ABOUT THIS EXERCISE: Repeat the entire listing below exactly.
MATERIAL FOR THE TASK section start
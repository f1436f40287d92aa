//! Layered settings for the `grid` binary.
//!
//! Values are taken from flags, then the environment, then an optional RON
//! file, then built-in defaults. clap folds the environment into the flags.

use std::fs;
use std::path::{Path, PathBuf};
use std::str::FromStr;
use std::time::Duration;

use anyhow::{Context, Result};
use grid_client::ClientConfig;
use grid_logging::{grid_debug, LevelFilter, LogDestination};
use serde::{Deserialize, Serialize};

use crate::cli::GlobalArgs;

const DEFAULT_LOG_LEVEL: LevelFilter = LevelFilter::Warn;

/// Contents of a `--config` file. Every field is optional.
#[derive(Debug, Clone, Default, PartialEq, Eq, Serialize, Deserialize)]
#[serde(default)]
pub struct FileConfig {
    pub api_base: Option<String>,
    pub poll_interval_ms: Option<u64>,
    pub request_timeout_ms: Option<u64>,
    pub log_level: Option<String>,
}

impl FileConfig {
    pub fn load(path: &Path) -> Result<Self> {
        let content = fs::read_to_string(path)
            .with_context(|| format!("reading config file {}", path.display()))?;
        let config = ron::from_str(&content)
            .with_context(|| format!("parsing config file {}", path.display()))?;
        grid_debug!("Loaded settings from {:?}", path);
        Ok(config)
    }
}

#[derive(Debug, Clone)]
pub struct Settings {
    pub client: ClientConfig,
    pub log_level: LevelFilter,
    pub log_destination: LogDestination,
}

impl Settings {
    pub fn from_args(args: &GlobalArgs) -> Result<Self> {
        let file = match &args.config {
            Some(path) => FileConfig::load(path)?,
            None => FileConfig::default(),
        };
        Self::resolve(args, &file)
    }

    /// Merges parsed arguments over file values.
    pub fn resolve(args: &GlobalArgs, file: &FileConfig) -> Result<Self> {
        let mut client = ClientConfig::default();

        let api_base = args
            .api_url
            .clone()
            .filter(|raw| !raw.trim().is_empty())
            .or_else(|| file.api_base.clone());
        if let Some(raw) = api_base {
            client = client.with_api_base(&raw).context("invalid API base URL")?;
        }

        let poll_interval = args
            .poll_interval_ms
            .or(file.poll_interval_ms)
            .map(Duration::from_millis);
        if let Some(interval) = poll_interval {
            client = client
                .with_poll_interval(interval)
                .context("invalid poll interval")?;
        }

        client.request_timeout = file
            .request_timeout_ms
            .filter(|ms| *ms > 0)
            .map(Duration::from_millis);

        let log_level = match args.log_level.as_deref().or(file.log_level.as_deref()) {
            Some(raw) => LevelFilter::from_str(raw.trim())
                .map_err(|_| anyhow::anyhow!("unknown log level {raw:?}"))?,
            None => DEFAULT_LOG_LEVEL,
        };

        Ok(Self {
            client,
            log_level,
            log_destination: log_destination(args.log_file.clone()),
        })
    }
}

fn log_destination(log_file: Option<PathBuf>) -> LogDestination {
    match log_file {
        Some(path) => LogDestination::Both(path),
        None => LogDestination::Terminal,
    }
}
use clap::Parser;

use grid_cli::cli::Cli;
use grid_cli::{commands, Settings};

#[tokio::main]
async fn main() -> anyhow::Result<()> {
    let cli = Cli::parse();
    let settings = Settings::from_args(&cli.global)?;
    if !grid_logging::initialize(settings.log_destination.clone(), settings.log_level) {
        eprintln!("Warning: logging could not be initialized; continuing without logs");
    }

    commands::run(cli.command, settings).await
}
MATERIAL FOR THE TASK section end
OUTPUT:
repository f1436f40287d92aa
//! Layered settings for the `grid` binary.
//!
//! Values are taken from flags, then the environment, then an optional RON
//! file, then built-in defaults. clap folds the environment into the flags.

use std::fs;
use std::path::{Path, PathBuf};
use std::str::FromStr;
use std::time::Duration;

use anyhow::{Context, Result};
use grid_client::ClientConfig;
use grid_logging::{grid_debug, LevelFilter, LogDestination};
use serde::{Deserialize, Serialize};

use crate::cli::GlobalArgs;

const DEFAULT_LOG_LEVEL: LevelFilter = LevelFilter::Warn;

/// Contents of a `--config` file. Every field is optional.
#[derive(Debug, Clone, Default, PartialEq, Eq, Serialize, Deserialize)]
#[serde(default)]
pub struct FileConfig {
    pub api_base: Option<String>,
    pub poll_interval_ms: Option<u64>,
    pub request_timeout_ms: Option<u64>,
    pub log_level: Option<String>,
}

impl FileConfig {
    pub fn load(path: &Path) -> Result<Self> {
        let content = fs::read_to_string(path)
            .with_context(|| format!("reading config file {}", path.display()))?;
        let config = ron::from_str(&content)
            .with_context(|| format!("parsing config file {}", path.display()))?;
        grid_debug!("Loaded settings from {:?}", path);
        Ok(config)
    }
}

#[derive(Debug, Clone)]
pub struct Settings {
    pub client: ClientConfig,
    pub log_level: LevelFilter,
    pub log_destination: LogDestination,
}

impl Settings {
    pub fn from_args(args: &GlobalArgs) -> Result<Self> {
        let file = match &args.config {
            Some(path) => FileConfig::load(path)?,
            None => FileConfig::default(),
        };
        Self::resolve(args, &file)
    }

    /// Merges parsed arguments over file values.
    pub fn resolve(args: &GlobalArgs, file: &FileConfig) -> Result<Self> {
        let mut client = ClientConfig::default();

        let api_base = args
            .api_url
            .clone()
            .filter(|raw| !raw.trim().is_empty())
            .or_else(|| file.api_base.clone());
        if let Some(raw) = api_base {
            client = client.with_api_base(&raw).context("invalid API base URL")?;
        }

        let poll_interval = args
            .poll_interval_ms
            .or(file.poll_interval_ms)
            .map(Duration::from_millis);
        if let Some(interval) = poll_interval {
            client = client
                .with_poll_interval(interval)
                .context("invalid poll interval")?;
        }

        client.request_timeout = file
            .request_timeout_ms
            .filter(|ms| *ms > 0)
            .map(Duration::from_millis);

        let log_level = match args.log_level.as_deref().or(file.log_level.as_deref()) {
            Some(raw) => LevelFilter::from_str(raw.trim())
                .map_err(|_| anyhow::anyhow!("unknown log level {raw:?}"))?,
            None => DEFAULT_LOG_LEVEL,
        };

        Ok(Self {
            client,
            log_level,
            log_destination: log_destination(args.log_file.clone()),
        })
    }
}

fn log_destination(log_file: Option<PathBuf>) -> LogDestination {
    match log_file {
        Some(path) => LogDestination::Both(path),
        None => LogDestination::Terminal,
    }
}
use clap::Parser;

use grid_cli::cli::Cli;
use grid_cli::{commands, Settings};

#[tokio::main]
async fn main() -> anyhow::Result<()> {
    let cli = Cli::parse();
    let settings = Settings::from_args(&cli.global)?;
    if !grid_logging::initialize(settings.log_destination.clone(), settings.log_level) {
        eprintln!("Warning: logging could not be initialized; continuing without logs");
    }

    commands::run(cli.command, settings).await
}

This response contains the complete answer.